And what about crossover in readership? Here's a screengrab from Amazon.com, telling us which other books purchasers of "EBIGfY: HTPCIAMUS" bought, as of today:

Dubner, Gladwell, and Surowiecki. For a book by Johnson. Only Anderson's missing and I have a sneaky suspicion that's because his book isn't finished yet (you can interactively explore this incestual relationship using this java-based Amazon catalog browser).

So why, oh my god why, do I care? Let me pull from Waxman again:

"We are all the spawn of Hal Ramis," Mr. Apatow said, referring to the director or co-writer of the last generation's touchstone comedies, like "Animal House" and "Meatballs."

"Starsky and Hutch" was funny. Was it "Animal House"? No, but the comedies by these new Hollywood funnymen don't need to - and make no pretenses to - strive for classical resonance, deep cultural significance, or high societal import. They're funny in a disposable, hollow, meringue cookie kind of way. It's precisely why they're enjoyable. But what about the authors?

If the smart-dumb comedians are the spawn of Harold Ramis, the smart-dumb authors are the spawn of Marshall McLuhan.

"Blink" was insightful. Was it "The Medium is the Massage"***? No. Hecky naw. One aspect of McLuhan's imperishable legacy was that publishers began to address a new niche, a quasi-scholarly soup of prognosticating think-pieces and societal introspection. Neil Postman's 1986 book, "Amusing Ourselves to Death", comes to mind, if only because it posits the antithesis to Johnson's "EBIGfY: HTPCIAMUS": that television was, due to the inherent nature of the medium, permanently and pervasively degrading public discourse by eroding our capacity to think clearly and critically. It was also described more than once as "McLuhanesque", and it's probably a bit more deserving of that adjective than any of the books by the smart-dumb authors I've mentioned above. Postman was, like McLuhan, a tenured academic; a Ph.D. unworried about offending potential readers or making himself marketable to future media-conglomerate employers. Academia sealed them off, gave them perspective that being a journalist knee-deep in the ephemeral fashions and fancies of a fickle public can't, even with a sabbatical.
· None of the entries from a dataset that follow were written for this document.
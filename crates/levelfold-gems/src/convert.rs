//! Row → per-level tree mapping, and per-gem factoring.

use std::collections::BTreeMap;

use levelfold_core::errors::{LevelfoldResult, RecordError};
use levelfold_factor::{FactorEngine, GroupDocument};
use serde_json::{json, Map, Value};
use tracing::debug;

use crate::cooldown::CooldownBypassType;
use crate::rows::{GemLevelRow, GemRecord, QualityStatRow, QUALITY_SETS};
use crate::translate::StatTranslator;

/// Build the per-level tree for one row.
///
/// `gem` only labels errors. Optional fields are omitted rather than written
/// as zero so that absent data stays absent after factoring.
pub fn convert_level(
    gem: &str,
    row: &GemLevelRow,
    is_support: bool,
    experience: Option<&BTreeMap<u32, u64>>,
    translator: &dyn StatTranslator,
) -> Result<Value, RecordError> {
    let mut r = Map::new();
    r.insert(
        "experience".into(),
        experience
            .and_then(|xp| xp.get(&row.level))
            .map_or(Value::Null, |xp| json!(xp)),
    );
    r.insert("required_level".into(), integral_or_float(row.player_level_req));

    if row.cooldown > 0 {
        r.insert("cooldown".into(), json!(row.cooldown));
        if let Some(name) = CooldownBypassType::from_index(row.cooldown_bypass_type)?.name() {
            r.insert("cooldown_bypass_type".into(), json!(name));
        }
    }
    if row.stored_uses > 0 {
        r.insert("stored_uses".into(), json!(row.stored_uses));
    }

    if is_support {
        r.insert("cost_multiplier".into(), json!(row.cost_multiplier));
    } else {
        insert_active_fields(gem, row, &mut r)?;
    }

    r.insert("reservations".into(), reservations(row));
    r.insert("stats".into(), stats(gem, row, translator)?);
    r.insert(
        "quality_stats".into(),
        quality_stats(&row.quality_stats, translator)?,
    );

    if let Some(requirements) = &row.stat_requirements {
        r.insert(
            "stat_requirements".into(),
            Value::Object(requirements.clone()),
        );
    }

    Ok(Value::Object(r))
}

/// Convert every level of a gem and factor them into a document.
///
/// Rows are sorted by level first; the lowest level is the representative.
pub fn convert_gem(
    record: &GemRecord,
    engine: &FactorEngine,
    translator: &dyn StatTranslator,
) -> LevelfoldResult<GroupDocument> {
    let mut rows: Vec<&GemLevelRow> = record.levels.iter().collect();
    rows.sort_by_key(|row| row.level);

    let mut levels = BTreeMap::new();
    for row in rows {
        let value = convert_level(
            &record.id,
            row,
            record.is_support,
            record.experience.as_ref(),
            translator,
        )?;
        if levels.insert(row.level, value).is_some() {
            return Err(RecordError::DuplicateLevel {
                gem: record.id.clone(),
                level: row.level,
            }
            .into());
        }
    }

    debug!(gem = %record.id, levels = levels.len(), "gem levels converted");
    let group = engine.factor_group(&record.id, levels)?;

    let mut metadata = Map::new();
    metadata.insert("is_support".into(), json!(record.is_support));
    for (key, value) in &record.metadata {
        metadata.insert(key.clone(), value.clone());
    }

    Ok(GroupDocument::new(metadata, group))
}

fn insert_active_fields(
    gem: &str,
    row: &GemLevelRow,
    r: &mut Map<String, Value>,
) -> Result<(), RecordError> {
    check_columns(gem, row.level, "costs", row.cost_types.len(), row.cost_amounts.len())?;
    let costs: Map<String, Value> = row
        .cost_types
        .iter()
        .zip(&row.cost_amounts)
        .map(|(kind, amount)| (kind.clone(), json!(amount)))
        .collect();
    r.insert("costs".into(), Value::Object(costs));

    if row.damage_effectiveness != 0 {
        r.insert(
            "damage_effectiveness".into(),
            json!(row.damage_effectiveness.div_euclid(100)),
        );
    }
    if row.base_multiplier != 0 {
        r.insert("damage_multiplier".into(), json!(row.base_multiplier));
    }
    if row.spell_crit_chance > 0 {
        r.insert("crit_chance".into(), json!(row.spell_crit_chance));
    }
    if row.attack_speed_multiplier != 0 {
        r.insert(
            "attack_speed_multiplier".into(),
            json!(row.attack_speed_multiplier),
        );
    }
    if row.vaal_souls > 0 {
        r.insert(
            "vaal".into(),
            json!({"souls": row.vaal_souls, "stored_uses": row.vaal_stored_uses}),
        );
    }
    Ok(())
}

fn reservations(row: &GemLevelRow) -> Value {
    let mut r = Map::new();
    if row.mana_reservation_flat > 0 {
        r.insert("mana_flat".into(), json!(row.mana_reservation_flat));
    }
    if row.mana_reservation_percent > 0 {
        r.insert(
            "mana_percent".into(),
            json!(row.mana_reservation_percent as f64 / 100.0),
        );
    }
    if row.life_reservation_flat > 0 {
        r.insert("life_flat".into(), json!(row.life_reservation_flat));
    }
    if row.life_reservation_percent > 0 {
        r.insert(
            "life_percent".into(),
            json!(row.life_reservation_percent as f64 / 100.0),
        );
    }
    Value::Object(r)
}

fn stats(gem: &str, row: &GemLevelRow, translator: &dyn StatTranslator) -> Result<Value, RecordError> {
    check_columns(gem, row.level, "float_stats", row.float_stats.len(), row.float_stat_values.len())?;
    check_columns(
        gem,
        row.level,
        "constant_stats",
        row.constant_stats.len(),
        row.constant_stat_values.len(),
    )?;
    check_columns(
        gem,
        row.level,
        "additional_stats",
        row.additional_stats.len(),
        row.additional_stat_values.len(),
    )?;

    let stat = |id: &str, value: Value, numeric: f64, kind: &str| {
        json!({
            "id": id,
            "value": value,
            "stat": translator.translate(id, numeric),
            "type": kind,
        })
    };

    let mut out = Vec::new();
    for (id, v) in row.float_stats.iter().zip(&row.float_stat_values) {
        out.push(stat(id, json!(v), *v, "float"));
    }
    for (id, v) in row.constant_stats.iter().zip(&row.constant_stat_values) {
        out.push(stat(id, json!(v), *v as f64, "constant"));
    }
    for (id, v) in row.additional_stats.iter().zip(&row.additional_stat_values) {
        out.push(stat(id, json!(v), *v as f64, "additional"));
    }
    for id in &row.implicit_stats {
        out.push(stat(id, json!(1), 1.0, "implicit"));
    }
    for id in &row.flags {
        out.push(stat(id, json!(1), 1.0, "flag"));
    }
    Ok(Value::Array(out))
}

fn quality_stats(
    rows: &[QualityStatRow],
    translator: &dyn StatTranslator,
) -> Result<Value, RecordError> {
    rows.iter()
        .map(|q| -> Result<Value, RecordError> {
            let set_name = QUALITY_SETS.get(q.set as usize).ok_or_else(|| {
                RecordError::UnknownQualitySet {
                    set: q.set,
                    stat: q.id.clone(),
                }
            })?;
            Ok(json!({
                "id": q.id,
                "value": q.value,
                "set": q.set,
                "set_name": set_name,
                "weight": q.weight,
                "stat": translator.translate(&q.id, q.value as f64),
            }))
        })
        .collect::<Result<Vec<_>, _>>()
        .map(Value::Array)
}

fn check_columns(
    gem: &str,
    level: u32,
    field: &str,
    keys: usize,
    values: usize,
) -> Result<(), RecordError> {
    if keys == values {
        return Ok(());
    }
    Err(RecordError::MismatchedColumns {
        gem: gem.to_string(),
        level,
        field: field.to_string(),
        keys,
        values,
    })
}

/// `10.0` → `10`, `10.5` stays a float.
fn integral_or_float(value: f64) -> Value {
    if value.fract() == 0.0 && value.abs() < i64::MAX as f64 {
        json!(value as i64)
    } else {
        json!(value)
    }
}
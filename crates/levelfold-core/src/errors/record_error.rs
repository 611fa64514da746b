use super::error_code::{self, LevelfoldErrorCode};

/// Errors raised while mapping typed gem rows into per-level trees.
#[derive(Debug, thiserror::Error)]
pub enum RecordError {
    #[error("gem {gem} has more than one row for level {level}")]
    DuplicateLevel { gem: String, level: u32 },

    #[error("unknown cooldown bypass type {value}")]
    UnknownCooldownBypass { value: u32 },

    #[error("gem {gem} level {level}: {field} has {keys} ids but {values} values")]
    MismatchedColumns {
        gem: String,
        level: u32,
        field: String,
        keys: usize,
        values: usize,
    },

    #[error("unknown quality set {set} on stat {stat}")]
    UnknownQualitySet { set: u32, stat: String },
}

impl LevelfoldErrorCode for RecordError {
    fn error_code(&self) -> &'static str {
        error_code::RECORD_ERROR
    }
}
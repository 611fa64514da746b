use serde::{Deserialize, Serialize};

use super::defaults;

/// Logging configuration.
#[derive(Debug, Clone, Serialize, Deserialize)]
#[serde(default)]
pub struct ObservabilityConfig {
    /// Log level: "trace", "debug", "info", "warn", "error".
    pub log_level: String,
    /// Emit structured JSON log lines instead of the human format.
    pub json_logs: bool,
}

impl Default for ObservabilityConfig {
    fn default() -> Self {
        Self {
            log_level: defaults::DEFAULT_LOG_LEVEL.to_string(),
            json_logs: defaults::DEFAULT_JSON_LOGS,
        }
    }
}
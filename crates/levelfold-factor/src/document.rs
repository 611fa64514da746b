//! Group documents: metadata plus `"per_level"` and `"static"`.

use levelfold_core::constants::{PER_LEVEL_KEY, STATIC_KEY};
use serde_json::{Map, Value};

use crate::engine::FactoredGroup;

/// A factored group embedded in its surrounding record.
#[derive(Debug, Clone, Default, PartialEq)]
pub struct GroupDocument {
    /// Non-level fields of the record, kept in insertion order.
    pub metadata: Map<String, Value>,
    pub group: FactoredGroup,
}

impl GroupDocument {
    pub fn new(metadata: Map<String, Value>, group: FactoredGroup) -> Self {
        Self { metadata, group }
    }

    /// Shared data, `{}` when nothing was shared.
    pub fn static_value(&self) -> Value {
        self.group
            .static_data
            .clone()
            .unwrap_or_else(|| Value::Object(Map::new()))
    }

    /// Level index → compacted data, with levels rendered as string keys.
    pub fn per_level_value(&self) -> Value {
        Value::Object(
            self.group
                .levels
                .iter()
                .map(|(level, data)| (level.to_string(), data.clone()))
                .collect(),
        )
    }

    /// Full document: metadata, then `"per_level"`, then `"static"`.
    pub fn to_value(&self) -> Value {
        let mut doc = self.metadata.clone();
        doc.insert(PER_LEVEL_KEY.to_string(), self.per_level_value());
        doc.insert(STATIC_KEY.to_string(), self.static_value());
        Value::Object(doc)
    }

    /// Document without `"per_level"`.
    pub fn minimal(&self) -> Value {
        let mut doc = self.metadata.clone();
        doc.insert(STATIC_KEY.to_string(), self.static_value());
        Value::Object(doc)
    }
}
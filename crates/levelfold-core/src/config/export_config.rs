use serde::{Deserialize, Serialize};

use super::defaults;

/// Document writer configuration.
#[derive(Debug, Clone, Serialize, Deserialize)]
#[serde(default)]
pub struct ExportConfig {
    /// Directory receiving `<name>.json` files.
    pub output_dir: String,
    /// Indent the main document.
    pub pretty: bool,
    /// Spaces per indentation level when `pretty` is set.
    pub indent: usize,
    /// Also write a compact `<name>.min.json`.
    pub write_minified: bool,
}

impl Default for ExportConfig {
    fn default() -> Self {
        Self {
            output_dir: defaults::DEFAULT_OUTPUT_DIR.to_string(),
            pretty: defaults::DEFAULT_PRETTY,
            indent: defaults::DEFAULT_INDENT,
            write_minified: defaults::DEFAULT_WRITE_MINIFIED,
        }
    }
}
And that's just what every one of those smart-dumb authors is: first and foremost a journalist, used to writing articles instead of books (and good ones too - the review that sparked this tirade is no exception), dependent on qualitative analysis instead of quantitative****, having just enough space to raise important and provocative questions, but coming up just short of providing the answers.

The reading audience clamoring for two-thousand-page peer-reviewed treatises is orders of magnitude smaller than the readership buying "The Tipping Point" and "Freakonomics". Anyone working a 9-to-5 job will typically have just enough time to read nonfiction bordering on academic and not much beyond it. There's a strong demand there to be exploited. That's why it's called pop/armchair academia, and it's ok. Let me state clearly: I like these books, in the same light-hearted way I like those clique-y comedies, which really - in a less-neurotic world - ought to be all I'm concerned about. But it's not, because what I see, what Gladwell's review of Johnson's book shoved in my face, is a clique achieving unquestioned acceptance and disproportionate intellectual weight through the sheer ubiquity and prominence of their collective presence, each member reinforcing the certitude of the next, an arranged power marriage of merit with marketing.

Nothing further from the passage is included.